I greet fall weather with much enthusiasm. I wholeheartedly welcome the cooler temperatures.  I embrace the change of season.

Autumn means that we will no longer bake in the heat of our apartment, something that we’ve done since the loss of our AC unit. Our apartment is finally, once again, a comfortable temperature.

Our place no longer turns into a sauna when the sun beats in and we turn on the oven. We no longer feel heat from the street radiating up five floors. And, we no longer sleep with three fans pointed at us.

Temperate weather = tolerable apartment = happy inhabitants = us. 

Friday, September 10, 2010

Babies

Two friends from work had babies this summer. A group of us made a trip to visit them. We spent all afternoon oohing and ahhing over two very sweet baby girls.

Meet Avery...

 Meet Sabina...

Tuesday, September 7, 2010

Labor Day

Yesterday, we celebrated Labor Day in Central Park with friends at an impromptu picnic. Several thousand other New Yorkers also had the same idea thanks to the great weather. Fortunately, the Great Lawn can hold many, many people.

Getting together was the perfect way to end the holiday weekend.









Wednesday, September 1, 2010

Supernatural


Something fishy is going on with our Netflix account.  It’s been happening for a while now.  I hope that this post will fix the “situation”.

My movies never change positions in the queue. 

I frequently check our movie queue. I see my movies at the top of the list. I anticipate their arrival. 

But, they NEVER come.  Instead, we get movies I’ve never heard of, movies that were in the middle and at the bottom of the queue. I then get confused and recheck the list.

Hmmm, my movies are still in the same spots. They’ve held the top three spots for months now. Yet, they never move. They never come. It’s inexplicable! 

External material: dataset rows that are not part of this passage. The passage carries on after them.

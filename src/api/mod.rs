//! The API layer, containing web handlers and routing.

pub mod admin;
pub mod handlers;
pub mod router;

pub use admin::{
    AddRegistryRequest, ListRegistryResponse, RegistryResponse, add_registry_handler,
    list_registry_handler, remove_registry_handler,
};
pub use handlers::ApiDoc;
pub use router::create_router;
//! Timing-pattern analysis: inter-arrival
//! autocorrelation, burstiness, periodicity, and a timezone guess.

use serde::{Deserialize, Serialize};
use utoipa::ToSchema;

use crate::domain::TransactionRecord;
use crate::engine::stats::{clamp01, finite_or_zero, inter_arrival_gaps, mean, std_dev, utc_hour};

/// Below this many records all temporal metrics are zeroed and no timezone
/// guess is made.
const MIN_SAMPLE: usize = 5;

/// Candidate periods tested against inter-arrival times.
const CANDIDATE_PERIODS: &[(&str, f64)] = &[
    ("hourly", 3_600.0),
    ("daily", 86_400.0),
    ("weekly", 604_800.0),
    ("monthly", 2_592_000.0),
];

/// Minimum folded-residual confidence before a period counts as detected.
const PERIODICITY_THRESHOLD: f64 = 0.7;

/// Minimum modal-hour concentration before a timezone guess is emitted.
const TIMEZONE_MIN_CONFIDENCE: f64 = 0.15;

/// Assumed local peak-activity hour used to translate the modal UTC hour
/// into an offset guess.
const ASSUMED_PEAK_HOUR: i32 = 14;

/// Periodicity score for one candidate period.
#[derive(Debug, Clone, PartialEq, Serialize, Deserialize, ToSchema)]
#[serde(rename_all = "camelCase")]
pub struct PeriodicityCandidate {
    pub period: String,
    /// Folded-residual confidence, in [0,1]
    pub confidence: f64,
}

/// UTC-offset guess from the modal activity hour.
#[derive(Debug, Clone, PartialEq, Serialize, Deserialize, ToSchema)]
#[serde(rename_all = "camelCase")]
pub struct TimezoneEstimate {
    /// Estimated UTC offset in hours, in [-12, 11]
    pub utc_offset_hours: i32,
    /// Share of activity in the modal hour, in [0,1]
    pub confidence: f64,
}

/// Temporal analysis result.
#[derive(Debug, Clone, PartialEq, Serialize, Deserialize, ToSchema)]
#[serde(rename_all = "camelCase")]
pub struct TemporalAnalysis {
    /// Lag-1 autocorrelation of inter-arrival gaps, in [-1,1]
    pub autocorrelation: f64,
    /// (sigma - mu) / (sigma + mu) of inter-arrival times, in [-1,1]:
    /// 0 Poisson-like, -> 1 bursty, -> -1 periodic
    pub burstiness: f64,
    pub periodicity: Vec<PeriodicityCandidate>,
    /// Best candidate at confidence >= 0.7, if any
    #[serde(skip_serializing_if = "Option::is_none")]
    pub detected_period: Option<String>,
    #[serde(skip_serializing_if = "Option::is_none")]
    pub timezone_estimate: Option<TimezoneEstimate>,
    pub interpretation: String,
}

impl TemporalAnalysis {
    fn empty() -> Self {
        Self {
            autocorrelation: 0.0,
            burstiness: 0.0,
            periodicity: Vec::new(),
            detected_period: None,
            timezone_estimate: None,
            interpretation: "Insufficient history for temporal analysis.".to_string(),
        }
    }
}

/// Analyze the timing structure of `txs`.
#[must_use]
pub fn analyze_temporal(txs: &[TransactionRecord]) -> TemporalAnalysis {
    if txs.len() < MIN_SAMPLE {
        return TemporalAnalysis::empty();
    }

    let gaps = inter_arrival_gaps(txs);
    let autocorrelation = lag1_autocorrelation(&gaps);
    let burstiness = burstiness_coefficient(&gaps);

    let periodicity: Vec<PeriodicityCandidate> = CANDIDATE_PERIODS
        .iter()
        .map(|(name, period)| PeriodicityCandidate {
            period: (*name).to_string(),
            confidence: fold_confidence(&gaps, *period),
        })
        .collect();

    let detected_period = periodicity
        .iter()
        .filter(|c| c.confidence >= PERIODICITY_THRESHOLD)
        .max_by(|a, b| {
            a.confidence
                .partial_cmp(&b.confidence)
                .unwrap_or(std::cmp::Ordering::Equal)
        })
        .map(|c| c.period.clone());

    let timezone_estimate = estimate_timezone(txs);

    let interpretation = interpret(burstiness, detected_period.as_deref());

    TemporalAnalysis {
        autocorrelation,
        burstiness,
        periodicity,
        detected_period,
        timezone_estimate,
        interpretation,
    }
}

/// Lag-1 autocorrelation coefficient; 0 when variance vanishes.
fn lag1_autocorrelation(gaps: &[f64]) -> f64 {
    if gaps.len() < 3 {
        return 0.0;
    }
    let m = mean(gaps);
    let denom: f64 = gaps.iter().map(|g| (g - m).powi(2)).sum();
    if denom <= 0.0 {
        return 0.0;
    }
    let num: f64 = gaps
        .windows(2)
        .map(|w| (w[0] - m) * (w[1] - m))
        .sum();
    finite_or_zero(num / denom).clamp(-1.0, 1.0)
}

/// Burstiness coefficient `(sigma - mu) / (sigma + mu)`.
fn burstiness_coefficient(gaps: &[f64]) -> f64 {
    let mu = mean(gaps);
    let sigma = std_dev(gaps);
    let denom = sigma + mu;
    if denom <= 0.0 {
        return 0.0;
    }
    finite_or_zero((sigma - mu) / denom).clamp(-1.0, 1.0)
}

/// Fold gaps modulo `period`; low mean distance from the nearest multiple
/// means high periodicity confidence.
fn fold_confidence(gaps: &[f64], period: f64) -> f64 {
    if gaps.is_empty() || period <= 0.0 {
        return 0.0;
    }
    // Gaps much shorter than the period carry no evidence for it.
    let relevant: Vec<f64> = gaps.iter().copied().filter(|g| *g >= period * 0.5).collect();
    if relevant.len() < 2 {
        return 0.0;
    }
    let half = period / 2.0;
    let mean_distance = mean(
        &relevant
            .iter()
            .map(|g| {
                let r = g % period;
                r.min(period - r)
            })
            .collect::<Vec<_>>(),
    );
    clamp01(1.0 - mean_distance / half)
}

fn estimate_timezone(txs: &[TransactionRecord]) -> Option<TimezoneEstimate> {
    let mut hour_counts = [0usize; 24];
    for tx in txs {
        hour_counts[utc_hour(tx.timestamp_seconds) as usize] += 1;
    }
    let (modal_hour, &modal_count) = hour_counts
        .iter()
        .enumerate()
        .max_by_key(|&(_, &c)| c)?;

    let confidence = clamp01(modal_count as f64 / txs.len() as f64);
    if confidence < TIMEZONE_MIN_CONFIDENCE {
        return None;
    }

    // Wrap the offset into [-12, 11].
    let mut offset = modal_hour as i32 - ASSUMED_PEAK_HOUR;
    if offset < -12 {
        offset += 24;
    } else if offset > 11 {
        offset -= 24;
    }

    Some(TimezoneEstimate {
        utc_offset_hours: offset,
        confidence,
    })
}

fn interpret(burstiness: f64, detected: Option<&str>) -> String {
    match detected {
        Some(period) => format!(
            "Strong {period} rhythm detected; scheduled activity is a temporal fingerprint."
        ),
        None if burstiness > 0.5 => {
            "Bursty activity: transactions cluster into short sessions.".to_string()
        }
        None => "No dominant timing pattern detected.".to_string(),
    }
}

#[cfg(test)]
mod tests {
    use super::*;
    use crate::domain::TransactionRecord;

    fn tx(ts: i64) -> TransactionRecord {
        TransactionRecord::new(format!("sig{ts}"), ts, 1.0, "cp", "TRANSFER")
    }

    #[test]
    fn test_below_min_sample_zeroed() {
        let txs: Vec<_> = (0..4).map(|i| tx(1_700_000_000 + i * 100)).collect();
        let result = analyze_temporal(&txs);
        assert_eq!(result.autocorrelation, 0.0);
        assert_eq!(result.burstiness, 0.0);
        assert!(result.timezone_estimate.is_none());
        assert!(result.periodicity.is_empty());
    }

    #[test]
    fn test_perfectly_daily_schedule_detected() {
        let txs: Vec<_> = (0..14).map(|i| tx(1_700_000_000 + i * 86_400)).collect();
        let result = analyze_temporal(&txs);
        assert_eq!(result.detected_period.as_deref(), Some("daily"));
        // Constant gaps: sigma = 0 => burstiness -> -1
        assert!(result.burstiness < -0.9);
        // All at the same UTC hour => confident timezone guess
        let tz = result.timezone_estimate.expect("timezone guess expected");
        assert!(tz.confidence > 0.9);
        assert!((-12..=11).contains(&tz.utc_offset_hours));
    }

    #[test]
    fn test_bursty_sessions_have_positive_burstiness() {
        // 4 bursts of 5 txs 10s apart, bursts separated by ~3 days
        let mut txs = Vec::new();
        for burst in 0..4_i64 {
            for i in 0..5_i64 {
                txs.push(tx(1_700_000_000 + burst * 260_000 + i * 10));
            }
        }
        let result = analyze_temporal(&txs);
        assert!(result.burstiness > 0.3, "burstiness = {}", result.burstiness);
    }

    #[test]
    fn test_identical_timestamps_do_not_panic() {
        let txs: Vec<_> = (0..8).map(|_| tx(1_700_000_000)).collect();
        let result = analyze_temporal(&txs);
        assert_eq!(result.burstiness, 0.0);
        assert_eq!(result.autocorrelation, 0.0);
        assert!(result.detected_period.is_none());
    }

    #[test]
    fn test_metric_ranges() {
        let txs: Vec<_> = (0..50)
            .map(|i| tx(1_700_000_000 + i * i * 137 + i * 3_600))
            .collect();
        let result = analyze_temporal(&txs);
        assert!((-1.0..=1.0).contains(&result.autocorrelation));
        assert!((-1.0..=1.0).contains(&result.burstiness));
        for c in &result.periodicity {
            assert!((0.0..=1.0).contains(&c.confidence), "{}", c.period);
        }
    }
}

Amazingly, though, Ben’s movies ALWAYS weasel their way to the top of the list and make it in our mailbox.  His movies always mysteriously move to top at just the right moment, like on the day they’re sent. I don’t understand how their positions switch at the very last second. 

It’s so weird.

There must be a phenomenon that I don’t know about that prevents movies that I choose for us to watch to actually be watched.  Maybe that same thing happens elsewhere.  I’m not sure what the formal name for such a phenomenon is though. I will continue to research until I find an answer.